» **Your assignment**
All entries are to be repeated exactly as shown below.

» **Data**
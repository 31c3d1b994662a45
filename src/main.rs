use anyhow::Context;
use clap::Parser;
use std::path::PathBuf;
use tokio::signal;
use tracing::{error, info};

use weft::app;
use weft::commands;
use weft::config;
use weft::server;

#[derive(Parser, Debug)]
#[command(name = "weft")]
#[command(about = "A modular application gateway", long_about = None)]
struct Args {
    #[command(subcommand)]
    command: Option<Command>,

    /// Path to configuration file (TOML/JSON/YAML)
    #[arg(short, long, value_name = "FILE", global = true)]
    config: Option<PathBuf>,

    /// Enable debug logging
    #[arg(short, long, global = true)]
    debug: bool,

    /// Write daily-rolling log files into this directory
    #[arg(long, value_name = "DIR", global = true)]
    log_dir: Option<PathBuf>,
}

#[derive(Debug, clap::Subcommand)]
enum Command {
    /// Run the gateway (default)
    Run,
    /// Validate configuration and print the assembled pipeline
    Check,
}

#[tokio::main]
async fn main() -> anyhow::Result<()> {
    let args = Args::parse();

    let log_level = if args.debug { "debug" } else { "info" };
    let env_filter = tracing_subscriber::EnvFilter::from_default_env()
        .add_directive(format!("weft={log_level}").parse()?);

    // The guard must outlive main so buffered log lines reach the file.
    let _guard = match &args.log_dir {
        Some(dir) => {
            let appender = tracing_appender::rolling::daily(dir, "weft.log");
            let (writer, guard) = tracing_appender::non_blocking(appender);
            tracing_subscriber::fmt()
                .with_env_filter(env_filter)
                .with_writer(writer)
                .with_ansi(false)
                .init();
            Some(guard)
        }
        None => {
            tracing_subscriber::fmt().with_env_filter(env_filter).init();
            None
        }
    };

    let config = match &args.config {
        Some(path) => {
            info!("Loading configuration from: {}", path.display());
            config::load_from_path(path).await
        }
        None => {
            info!("Loading configuration from default locations");
            config::load_from_env_or_file().await
        }
    }
    .context("failed to load configuration")?;

    match args.command.unwrap_or(Command::Run) {
        Command::Check => commands::run_config_check(config).await?,
        Command::Run => {
            let app = app::assemble(config)
                .await
                .context("failed to assemble application")?;

            let shutdown_tx = app.state.shutdown_tx.clone();
            tokio::spawn(async move {
                if let Err(e) = signal::ctrl_c().await {
                    error!("failed to listen for shutdown signal: {}", e);
                    return;
                }
                info!("shutdown signal received");
                let _ = shutdown_tx.send(());
            });

            server::start(app.state.clone()).await?;
            app.manager.shutdown().await;
        }
    }

    Ok(())
}
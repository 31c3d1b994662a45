//! Pivot references for id-relative positioning.
//!
//! A pivot names the existing stack item an insertion or move is anchored
//! to. In configuration files it appears either as a bare id string or as a
//! single-key map (`{ before = "id" }` / `{ after = "id" }`).

use crate::error::StackError;
use serde::{Deserialize, Serialize};
use std::fmt;

/// Reference point for positioning an insertion or move relative to an
/// existing item id.
#[derive(Debug, Clone, PartialEq, Eq, Serialize, Deserialize)]
#[serde(try_from = "PivotRepr", into = "PivotRepr")]
pub enum Pivot {
    /// Bare id, shorthand for inserting immediately after that id.
    Id(String),
    /// Position immediately before the item with this id.
    Before(String),
    /// Position immediately after the item with this id.
    After(String),
}

impl Pivot {
    pub fn id(id: impl Into<String>) -> Self {
        Pivot::Id(id.into())
    }

    pub fn before(id: impl Into<String>) -> Self {
        Pivot::Before(id.into())
    }

    pub fn after(id: impl Into<String>) -> Self {
        Pivot::After(id.into())
    }

    /// The id of the item this pivot is anchored to.
    pub fn anchor(&self) -> &str {
        match self {
            Pivot::Id(id) | Pivot::Before(id) | Pivot::After(id) => id,
        }
    }
}

impl fmt::Display for Pivot {
    fn fmt(&self, f: &mut fmt::Formatter<'_>) -> fmt::Result {
        match self {
            Pivot::Id(id) => write!(f, "\"{id}\""),
            Pivot::Before(id) => write!(f, "before \"{id}\""),
            Pivot::After(id) => write!(f, "after \"{id}\""),
        }
    }
}

/// Wire shape of a pivot. A keyed map carrying both `before` and `after`
/// resolves to `before`, matching the source system; a map with neither key
/// is rejected.
#[derive(Debug, Clone, Serialize, Deserialize)]
#[serde(untagged)]
enum PivotRepr {
    Id(String),
    Keyed {
        #[serde(skip_serializing_if = "Option::is_none")]
        before: Option<String>,
        #[serde(skip_serializing_if = "Option::is_none")]
        after: Option<String>,
    },
}

impl TryFrom<PivotRepr> for Pivot {
    type Error = StackError;

    fn try_from(repr: PivotRepr) -> Result<Self, StackError> {
        match repr {
            PivotRepr::Id(id) => Ok(Pivot::Id(id)),
            PivotRepr::Keyed {
                before: Some(id), ..
            } => Ok(Pivot::Before(id)),
            PivotRepr::Keyed {
                after: Some(id), ..
            } => Ok(Pivot::After(id)),
            PivotRepr::Keyed {
                before: None,
                after: None,
            } => Err(StackError::InvalidPivot(
                "expected a bare id or a \"before\"/\"after\" key".to_string(),
            )),
        }
    }
}

impl From<Pivot> for PivotRepr {
    fn from(pivot: Pivot) -> Self {
        match pivot {
            Pivot::Id(id) => PivotRepr::Id(id),
            Pivot::Before(id) => PivotRepr::Keyed {
                before: Some(id),
                after: None,
            },
            Pivot::After(id) => PivotRepr::Keyed {
                before: None,
                after: Some(id),
            },
        }
    }
}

» **Task output**
repository 31c3d1b994662a45
filename src/main.rs
use anyhow::Context;
use clap::Parser;
use std::path::PathBuf;
use tokio::signal;
use tracing::{error, info};

use weft::app;
use weft::commands;
use weft::config;
use weft::server;

#[derive(Parser, Debug)]
#[command(name = "weft")]
#[command(about = "A modular application gateway", long_about = None)]
struct Args {
    #[command(subcommand)]
    command: Option<Command>,

    /// Path to configuration file (TOML/JSON/YAML)
    #[arg(short, long, value_name = "FILE", global = true)]
    config: Option<PathBuf>,

    /// Enable debug logging
    #[arg(short, long, global = true)]
    debug: bool,

    /// Write daily-rolling log files into this directory
    #[arg(long, value_name = "DIR", global = true)]
    log_dir: Option<PathBuf>,
}

#[derive(Debug, clap::Subcommand)]
enum Command {
    /// Run the gateway (default)
    Run,
    /// Validate configuration and print the assembled pipeline
    Check,
}

#[tokio::main]
async fn main() -> anyhow::Result<()> {
    let args = Args::parse();

    let log_level = if args.debug { "debug" } else { "info" };
    let env_filter = tracing_subscriber::EnvFilter::from_default_env()
        .add_directive(format!("weft={log_level}").parse()?);

    // The guard must outlive main so buffered log lines reach the file.
    let _guard = match &args.log_dir {
        Some(dir) => {
            let appender = tracing_appender::rolling::daily(dir, "weft.log");
            let (writer, guard) = tracing_appender::non_blocking(appender);
            tracing_subscriber::fmt()
                .with_env_filter(env_filter)
                .with_writer(writer)
                .with_ansi(false)
                .init();
            Some(guard)
        }
        None => {
            tracing_subscriber::fmt().with_env_filter(env_filter).init();
            None
        }
    };

    let config = match &args.config {
        Some(path) => {
            info!("Loading configuration from: {}", path.display());
            config::load_from_path(path).await
        }
        None => {
            info!("Loading configuration from default locations");
            config::load_from_env_or_file().await
        }
    }
    .context("failed to load configuration")?;

    match args.command.unwrap_or(Command::Run) {
        Command::Check => commands::run_config_check(config).await?,
        Command::Run => {
            let app = app::assemble(config)
                .await
                .context("failed to assemble application")?;

            let shutdown_tx = app.state.shutdown_tx.clone();
            tokio::spawn(async move {
                if let Err(e) = signal::ctrl_c().await {
                    error!("failed to listen for shutdown signal: {}", e);
                    return;
                }
                info!("shutdown signal received");
                let _ = shutdown_tx.send(());
            });

            server::start(app.state.clone()).await?;
            app.manager.shutdown().await;
        }
    }

    Ok(())
}
repository 31c3d1b994662a45
//! Pivot references for id-relative positioning.
//!
//! A pivot names the existing stack item an insertion or move is anchored
//! to. In configuration files it appears either as a bare id string or as a
//! single-key map (`{ before = "id" }` / `{ after = "id" }`).

use crate::error::StackError;
use serde::{Deserialize, Serialize};
use std::fmt;

/// Reference point for positioning an insertion or move relative to an
/// existing item id.
#[derive(Debug, Clone, PartialEq, Eq, Serialize, Deserialize)]
#[serde(try_from = "PivotRepr", into = "PivotRepr")]
pub enum Pivot {
    /// Bare id, shorthand for inserting immediately after that id.
    Id(String),
    /// Position immediately before the item with this id.
    Before(String),
    /// Position immediately after the item with this id.
    After(String),
}

impl Pivot {
    pub fn id(id: impl Into<String>) -> Self {
        Pivot::Id(id.into())
    }

    pub fn before(id: impl Into<String>) -> Self {
        Pivot::Before(id.into())
    }

    pub fn after(id: impl Into<String>) -> Self {
        Pivot::After(id.into())
    }

    /// The id of the item this pivot is anchored to.
    pub fn anchor(&self) -> &str {
        match self {
            Pivot::Id(id) | Pivot::Before(id) | Pivot::After(id) => id,
        }
    }
}

impl fmt::Display for Pivot {
    fn fmt(&self, f: &mut fmt::Formatter<'_>) -> fmt::Result {
        match self {
            Pivot::Id(id) => write!(f, "\"{id}\""),
            Pivot::Before(id) => write!(f, "before \"{id}\""),
            Pivot::After(id) => write!(f, "after \"{id}\""),
        }
    }
}

/// Wire shape of a pivot. A keyed map carrying both `before` and `after`
/// resolves to `before`, matching the source system; a map with neither key
/// is rejected.
#[derive(Debug, Clone, Serialize, Deserialize)]
#[serde(untagged)]
enum PivotRepr {
    Id(String),
    Keyed {
        #[serde(skip_serializing_if = "Option::is_none")]
        before: Option<String>,
        #[serde(skip_serializing_if = "Option::is_none")]
        after: Option<String>,
    },
}

impl TryFrom<PivotRepr> for Pivot {
    type Error = StackError;

    fn try_from(repr: PivotRepr) -> Result<Self, StackError> {
        match repr {
            PivotRepr::Id(id) => Ok(Pivot::Id(id)),
            PivotRepr::Keyed {
                before: Some(id), ..
            } => Ok(Pivot::Before(id)),
            PivotRepr::Keyed {
                after: Some(id), ..
            } => Ok(Pivot::After(id)),
            PivotRepr::Keyed {
                before: None,
                after: None,
            } => Err(StackError::InvalidPivot(
                "expected a bare id or a \"before\"/\"after\" key".to_string(),
            )),
        }
    }
}

impl From<Pivot> for PivotRepr {
    fn from(pivot: Pivot) -> Self {
        match pivot {
            Pivot::Id(id) => PivotRepr::Id(id),
            Pivot::Before(id) => PivotRepr::Keyed {
                before: Some(id),
                after: None,
            },
            Pivot::After(id) => PivotRepr::Keyed {
                before: None,
                after: Some(id),
            },
        }
    }
}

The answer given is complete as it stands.